The Secret Service is reportedly “under strain” as threat against Obama increase by 400 percent over his predecessor, according to Ronald Kessler, author of In the President’s Secret Service.

Feb., 18, 2010
Andrew Joseph Stack flies a single-engine plane into an Austin, Texas, office building containing nearly 200 IRS employees, killing one and wounding 13. Mixing left and right-wing populism, Stack’s writes in his suicide note that “violence … is the only answer,” and describes “The capitalist creed” as “From each according to his gullibility, to each according to his greed.”

March 4, 2010
An anti-government, 9-11 conspiracist, John Patrick Bedell travels from California to Arlington, Virginia, where he opens fire with a handgun at an entrance to the Pentagon.

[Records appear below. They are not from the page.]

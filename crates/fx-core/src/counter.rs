//! Eased count-up animation for the stats cards.

use crate::constants::COUNTER_DURATION_MS;
use crate::error::FxError;
use crate::scroll::is_in_trigger_zone;

#[inline]
pub fn ease_out_cubic(progress: f64) -> f64 {
    let p = progress.clamp(0.0, 1.0);
    1.0 - (1.0 - p).powi(3)
}

/// Parse a `data-count` attribute value.
pub fn parse_count(raw: &str) -> Result<i64, FxError> {
    raw.trim()
        .parse::<i64>()
        .map_err(|_| FxError::InvalidCount(raw.to_string()))
}

/// Counts from zero up to `target` over `duration_ms`, driven by animation
/// frame timestamps. The first sample fixes the start time.
#[derive(Clone, Debug)]
pub struct CounterAnimation {
    target: i64,
    duration_ms: f64,
    start_ms: Option<f64>,
}

#[derive(Clone, Copy, Debug, PartialEq, Eq)]
pub struct CounterSample {
    pub value: i64,
    pub done: bool,
}

impl CounterAnimation {
    pub fn new(target: i64) -> Self {
        Self::with_duration(target, COUNTER_DURATION_MS)
    }

    pub fn with_duration(target: i64, duration_ms: f64) -> Self {
        Self {
            target,
            duration_ms,
            start_ms: None,
        }
    }

    pub fn target(&self) -> i64 {
        self.target
    }

    pub fn sample(&mut self, timestamp_ms: f64) -> CounterSample {
        let start = *self.start_ms.get_or_insert(timestamp_ms);
        let progress = if self.duration_ms > 0.0 {
            ((timestamp_ms - start) / self.duration_ms).clamp(0.0, 1.0)
        } else {
            1.0
        };
        if progress >= 1.0 {
            return CounterSample {
                value: self.target,
                done: true,
            };
        }
        CounterSample {
            value: (ease_out_cubic(progress) * self.target as f64).floor() as i64,
            done: false,
        }
    }
}

/// One-shot latch: the counters start at most once per page.
#[derive(Clone, Copy, Debug, Default)]
pub struct CounterGate {
    ran: bool,
}

impl CounterGate {
    pub fn has_run(&self) -> bool {
        self.ran
    }

    /// Indices of the cards to start on this scroll pass, given each card's
    /// bounding top. The first pass with any card in the trigger zone starts
    /// those cards and latches the gate; later passes start none.
    pub fn select(&mut self, tops: &[f64], viewport_height: f64, fraction: f64) -> Vec<usize> {
        if self.ran {
            return Vec::new();
        }
        let picked: Vec<usize> = tops
            .iter()
            .enumerate()
            .filter(|&(_, &top)| is_in_trigger_zone(top, viewport_height, fraction))
            .map(|(i, _)| i)
            .collect();
        self.ran = !picked.is_empty();
        picked
    }
}
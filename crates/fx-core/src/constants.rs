// Shared tuning constants for the portfolio page effects.

// Loader
pub const LOADER_DELAY_MS: i32 = 2800;

// Particle field
pub const PARTICLE_COUNT: usize = 80;
pub const CONNECTION_DISTANCE: f32 = 120.0; // px; pairs closer than this get a line
pub const CONNECTION_MAX_OPACITY: f32 = 0.15;
pub const CONNECTION_LINE_WIDTH: f64 = 0.5;
pub const POINTER_REPEL_RADIUS: f32 = 100.0; // px
pub const POINTER_REPEL_STRENGTH: f32 = 0.01; // fraction of offset applied per tick
pub const PARTICLE_SPEED_SPAN: f32 = 0.5; // velocity components in [-span/2, span/2)
pub const PARTICLE_RADIUS_MIN: f32 = 0.5;
pub const PARTICLE_RADIUS_SPAN: f32 = 2.0;
pub const PARTICLE_OPACITY_MIN: f32 = 0.1;
pub const PARTICLE_OPACITY_SPAN: f32 = 0.5;
pub const PARTICLE_RGB: [u8; 3] = [108, 92, 231];

// Typed text
pub const TYPE_CHAR_MS: u32 = 80;
pub const DELETE_CHAR_MS: u32 = 40;
pub const PAUSE_FULL_MS: u32 = 2000;
pub const PAUSE_EMPTY_MS: u32 = 400;
pub const DEFAULT_ROLES: [&str; 5] = [
    "Backend Developer",
    "Android Developer",
    "API Architect",
    "System Designer",
    "Problem Solver",
];

// Scroll-derived state
pub const NAVBAR_SCROLLED_THRESHOLD: f64 = 50.0; // px
pub const NAV_HIGHLIGHT_OFFSET: f64 = 120.0; // px added to scrollY before hit-testing sections
pub const REVEAL_VIEWPORT_FRACTION: f64 = 0.87;
pub const COUNTER_VIEWPORT_FRACTION: f64 = 0.9;
pub const COUNTER_DURATION_MS: f64 = 2000.0;

// Pointer effects
pub const TILT_MAX_DEG: f64 = 8.0;
pub const TILT_PERSPECTIVE_PX: f64 = 1000.0;
pub const TILT_LIFT_PX: f64 = 10.0;
pub const MAGNETIC_PULL: f64 = 0.3;
pub const DRAG_SCROLL_MULTIPLIER: f64 = 2.0;
pub const CURSOR_RING_FOLLOW: f32 = 0.15; // fraction of the gap closed per frame

// Easter egg
pub const KONAMI_CODE: [&str; 10] = [
    "ArrowUp",
    "ArrowUp",
    "ArrowDown",
    "ArrowDown",
    "ArrowLeft",
    "ArrowRight",
    "ArrowLeft",
    "ArrowRight",
    "KeyB",
    "KeyA",
];
pub const EASTER_EGG_DURATION_MS: i32 = 3000;
pub const EASTER_EGG_FILTER: &str = "hue-rotate(90deg)";
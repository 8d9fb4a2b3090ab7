//! Tunable parameters gathered in one place.
//!
//! The page has no runtime configuration source; `FxParams::default()` is the
//! single configuration used by the web frontend. Tests build variations of it
//! to exercise edge cases (tiny pools, custom role lists).

use crate::constants::*;

#[derive(Clone, Debug)]
pub struct FxParams {
    pub loader_delay_ms: i32,
    pub particle_count: usize,
    pub connection_distance: f32,
    pub repel_radius: f32,
    pub roles: Vec<String>,
    pub navbar_threshold: f64,
    pub nav_offset: f64,
    pub reveal_fraction: f64,
    pub counter_fraction: f64,
    pub counter_duration_ms: f64,
}

impl Default for FxParams {
    fn default() -> Self {
        Self {
            loader_delay_ms: LOADER_DELAY_MS,
            particle_count: PARTICLE_COUNT,
            connection_distance: CONNECTION_DISTANCE,
            repel_radius: POINTER_REPEL_RADIUS,
            roles: DEFAULT_ROLES.iter().map(|r| r.to_string()).collect(),
            navbar_threshold: NAVBAR_SCROLLED_THRESHOLD,
            nav_offset: NAV_HIGHLIGHT_OFFSET,
            reveal_fraction: REVEAL_VIEWPORT_FRACTION,
            counter_fraction: COUNTER_VIEWPORT_FRACTION,
            counter_duration_ms: COUNTER_DURATION_MS,
        }
    }
}
//! Open/closed state of the mobile navigation panel.

#[derive(Clone, Copy, Debug, PartialEq, Eq)]
pub enum MenuEvent {
    TogglePressed,
    LinkClicked,
    OutsideClick,
    Escape,
}

#[derive(Clone, Copy, Debug, PartialEq, Eq)]
pub enum MenuTransition {
    Opened,
    Closed,
}

#[derive(Clone, Copy, Debug, Default, PartialEq, Eq)]
pub struct MenuState {
    open: bool,
}

impl MenuState {
    pub fn is_open(&self) -> bool {
        self.open
    }

    /// Apply an input; returns the transition, or `None` if nothing changed.
    pub fn apply(&mut self, event: MenuEvent) -> Option<MenuTransition> {
        let next = match event {
            MenuEvent::TogglePressed => !self.open,
            MenuEvent::LinkClicked | MenuEvent::OutsideClick | MenuEvent::Escape => false,
        };
        if next == self.open {
            return None;
        }
        self.open = next;
        Some(if next {
            MenuTransition::Opened
        } else {
            MenuTransition::Closed
        })
    }
}
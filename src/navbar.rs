//! Navbar behavior: reading progress, scrolled styling, the mobile menu,
//! active-section highlighting and the smooth-scroll fallback.

use crate::constants::*;
use crate::dom;
use fx_core::{
    active_section, navbar_is_scrolled, scroll_progress_percent, FxParams, MenuEvent, MenuState,
    MenuTransition, SectionBounds,
};
use std::cell::RefCell;
use std::rc::Rc;
use wasm_bindgen::JsCast;
use web_sys as web;

pub fn wire_progress(window: &web::Window, document: &web::Document) -> anyhow::Result<()> {
    let Some(bar) = dom::by_id::<web::HtmlElement>(document, SCROLL_PROGRESS_ID) else {
        log::debug!("[navbar] no #{}; progress bar disabled", SCROLL_PROGRESS_ID);
        return Ok(());
    };
    let win = window.clone();
    let doc = document.clone();
    dom::listen_passive(window, "scroll", move |_: web::Event| {
        let scroll_height = doc
            .document_element()
            .map(|el| el.scroll_height() as f64)
            .unwrap_or(0.0);
        let max_scroll = scroll_height - dom::viewport_height(&win);
        let percent = scroll_progress_percent(dom::scroll_y(&win), max_scroll);
        dom::set_style(&bar, "width", &format!("{}%", percent));
    })
}

pub fn wire_scrolled_class(
    window: &web::Window,
    document: &web::Document,
    params: &FxParams,
) -> anyhow::Result<()> {
    let Some(navbar) = document.get_element_by_id(NAVBAR_ID) else {
        log::debug!("[navbar] no #{}", NAVBAR_ID);
        return Ok(());
    };
    let threshold = params.navbar_threshold;
    let win = window.clone();
    dom::listen_passive(window, "scroll", move |_: web::Event| {
        let cl = navbar.class_list();
        if navbar_is_scrolled(dom::scroll_y(&win), threshold) {
            _ = cl.add_1(CLASS_SCROLLED);
        } else {
            _ = cl.remove_1(CLASS_SCROLLED);
        }
    })
}

#[derive(Clone)]
struct MenuParts {
    toggle: web::Element,
    links: web::Element,
    body: Option<web::HtmlElement>,
    state: Rc<RefCell<MenuState>>,
}

impl MenuParts {
    /// Feed `event` to the menu state and mirror any transition onto the DOM.
    fn apply(&self, event: MenuEvent) {
        let Some(transition) = self.state.borrow_mut().apply(event) else {
            return;
        };
        let opened = transition == MenuTransition::Opened;
        let set = |el: &web::Element, class: &str| {
            let cl = el.class_list();
            _ = if opened {
                cl.add_1(class)
            } else {
                cl.remove_1(class)
            };
        };
        set(&self.toggle, CLASS_OPEN);
        set(&self.links, CLASS_ACTIVE);
        if let Some(body) = &self.body {
            set(body.as_ref(), CLASS_MENU_OPEN);
        }
        log::debug!("[menu] {:?} on {:?}", transition, event);
    }

    fn contains_target(&self, ev: &web::Event) -> bool {
        let Some(node) = ev.target().and_then(|t| t.dyn_into::<web::Node>().ok()) else {
            return false;
        };
        self.links.contains(Some(&node)) || self.toggle.contains(Some(&node))
    }
}

pub fn wire_menu(document: &web::Document) -> anyhow::Result<()> {
    let (Some(toggle), Some(links)) = (
        document.get_element_by_id(NAV_TOGGLE_ID),
        document.get_element_by_id(NAV_LINKS_ID),
    ) else {
        log::debug!("[menu] no #{} / #{}; disabled", NAV_TOGGLE_ID, NAV_LINKS_ID);
        return Ok(());
    };
    let menu = MenuParts {
        toggle: toggle.clone(),
        links,
        body: document.body(),
        state: Rc::new(RefCell::new(MenuState::default())),
    };

    {
        let menu = menu.clone();
        dom::listen(&toggle, "click", move |ev: web::Event| {
            ev.stop_propagation();
            menu.apply(MenuEvent::TogglePressed);
        })?;
    }
    for link in dom::query_all::<web::Element>(document, NAV_LINK_SELECTOR) {
        let menu = menu.clone();
        dom::listen(&link, "click", move |_: web::Event| {
            menu.apply(MenuEvent::LinkClicked);
        })?;
    }
    {
        let menu = menu.clone();
        dom::listen(document, "click", move |ev: web::Event| {
            if !menu.contains_target(&ev) {
                menu.apply(MenuEvent::OutsideClick);
            }
        })?;
    }
    dom::listen(document, "keydown", move |ev: web::KeyboardEvent| {
        if ev.key() == "Escape" {
            menu.apply(MenuEvent::Escape);
        }
    })
}

pub fn wire_active_link(
    window: &web::Window,
    document: &web::Document,
    params: &FxParams,
) -> anyhow::Result<()> {
    let all_links: Vec<web::Element> = dom::query_all(document, NAV_LINK_SELECTOR);
    let tracked: Vec<(web::HtmlElement, web::Element)> =
        dom::query_all::<web::HtmlElement>(document, SECTION_SELECTOR)
            .into_iter()
            .filter_map(|section| {
                let id = section.id();
                let selector = format!("{}[href=\"#{}\"]", NAV_LINK_SELECTOR, id);
                let link = dom::query::<web::Element>(document, &selector)?;
                Some((section, link))
            })
            .collect();
    if tracked.is_empty() {
        log::debug!("[navbar] no linked sections; active highlight disabled");
        return Ok(());
    }

    let offset = params.nav_offset;
    let win = window.clone();
    dom::listen_passive(window, "scroll", move |_: web::Event| {
        let bounds: Vec<SectionBounds> = tracked
            .iter()
            .map(|(section, _)| SectionBounds {
                top: section.offset_top() as f64,
                height: section.offset_height() as f64,
            })
            .collect();
        if let Some(i) = active_section(&bounds, dom::scroll_y(&win), offset) {
            for link in &all_links {
                _ = link.class_list().remove_1(CLASS_ACTIVE);
            }
            _ = tracked[i].1.class_list().add_1(CLASS_ACTIVE);
        }
    })
}

/// Smooth in-page navigation for browsers without CSS `scroll-behavior`.
pub fn wire_smooth_scroll_fallback(
    window: &web::Window,
    document: &web::Document,
) -> anyhow::Result<()> {
    let supported = document
        .document_element()
        .and_then(|el| el.dyn_into::<web::HtmlElement>().ok())
        .map(|el| js_sys::Reflect::has(&el.style(), &"scrollBehavior".into()).unwrap_or(true))
        .unwrap_or(true);
    if supported {
        return Ok(());
    }
    log::info!("[navbar] scroll-behavior unsupported; using scrollTo fallback");

    for anchor in dom::query_all::<web::Element>(document, ANCHOR_SELECTOR) {
        let win = window.clone();
        let doc = document.clone();
        let href = anchor.get_attribute("href").unwrap_or_default();
        dom::listen(&anchor, "click", move |ev: web::Event| {
            if href == "#" {
                return;
            }
            let Some(target) = dom::query::<web::HtmlElement>(&doc, &href) else {
                return;
            };
            ev.prevent_default();
            let nav_height = dom::by_id::<web::HtmlElement>(&doc, NAVBAR_ID)
                .map(|n| n.offset_height())
                .unwrap_or(0);
            let opts = web::ScrollToOptions::new();
            opts.set_top((target.offset_top() - nav_height) as f64);
            opts.set_behavior(web::ScrollBehavior::Smooth);
            win.scroll_to_with_scroll_to_options(&opts);
        })?;
    }
    Ok(())
}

He shoots and wounds two security guards before being shot and killed himself.

March 29, 2010
Nine members of the Michigan-based “Hutaree” Christian militia are arrested for plotting to kill a law enforcement officer and then detonate improvised explosive devices during the officer’s funeral procession. The group targeted federal officials, members of the law enforcement “brotherhood” and other participants in the “New World Order.”

May 20, 2010
Jerry Kane, Jr., 45, and his son Joseph Kane, 16, fatally shoot two Arkansas police officers with AK-47 assault rifles during a routine traffic stop on Interstate 40 in West Memphis. The Kanes are killed during an exchange of gunfire with police in a Wal-Mart parking lot 90 minutes later. Jerry Kane, an Ohio resident and anti-government activist, considered himself a “sovereign citizen” and ran a business that centered on debt-avoidance scams.

July 18, 2010
After Glenn Beck denounces the progressive Tides Foundation on 29 separate shows, 45-year-old Byron Williams plots “to start a revolution by traveling to San Francisco and killing people of importance at the Tides Foundation and the ACLU.” Before reaching his target, Williams is stopped by police and surrenders after a 12-minute gun battle on an Oakland freeway. His mother says her son was angry at “left-wing politicians” and upset by “the way Congress was railroading through all these left-wing agenda items.”

Jan. 8, 2011
Jared Lee Loughner, 22, shoots U.S. Rep. Gabrielle Giffords (D-AZ) in the head at a “Congress in Your Corner” event at a Safeway supermarket in Tucson, Arizona. He kills six, including federal judge John Roll, and wounds 14, including Giffords.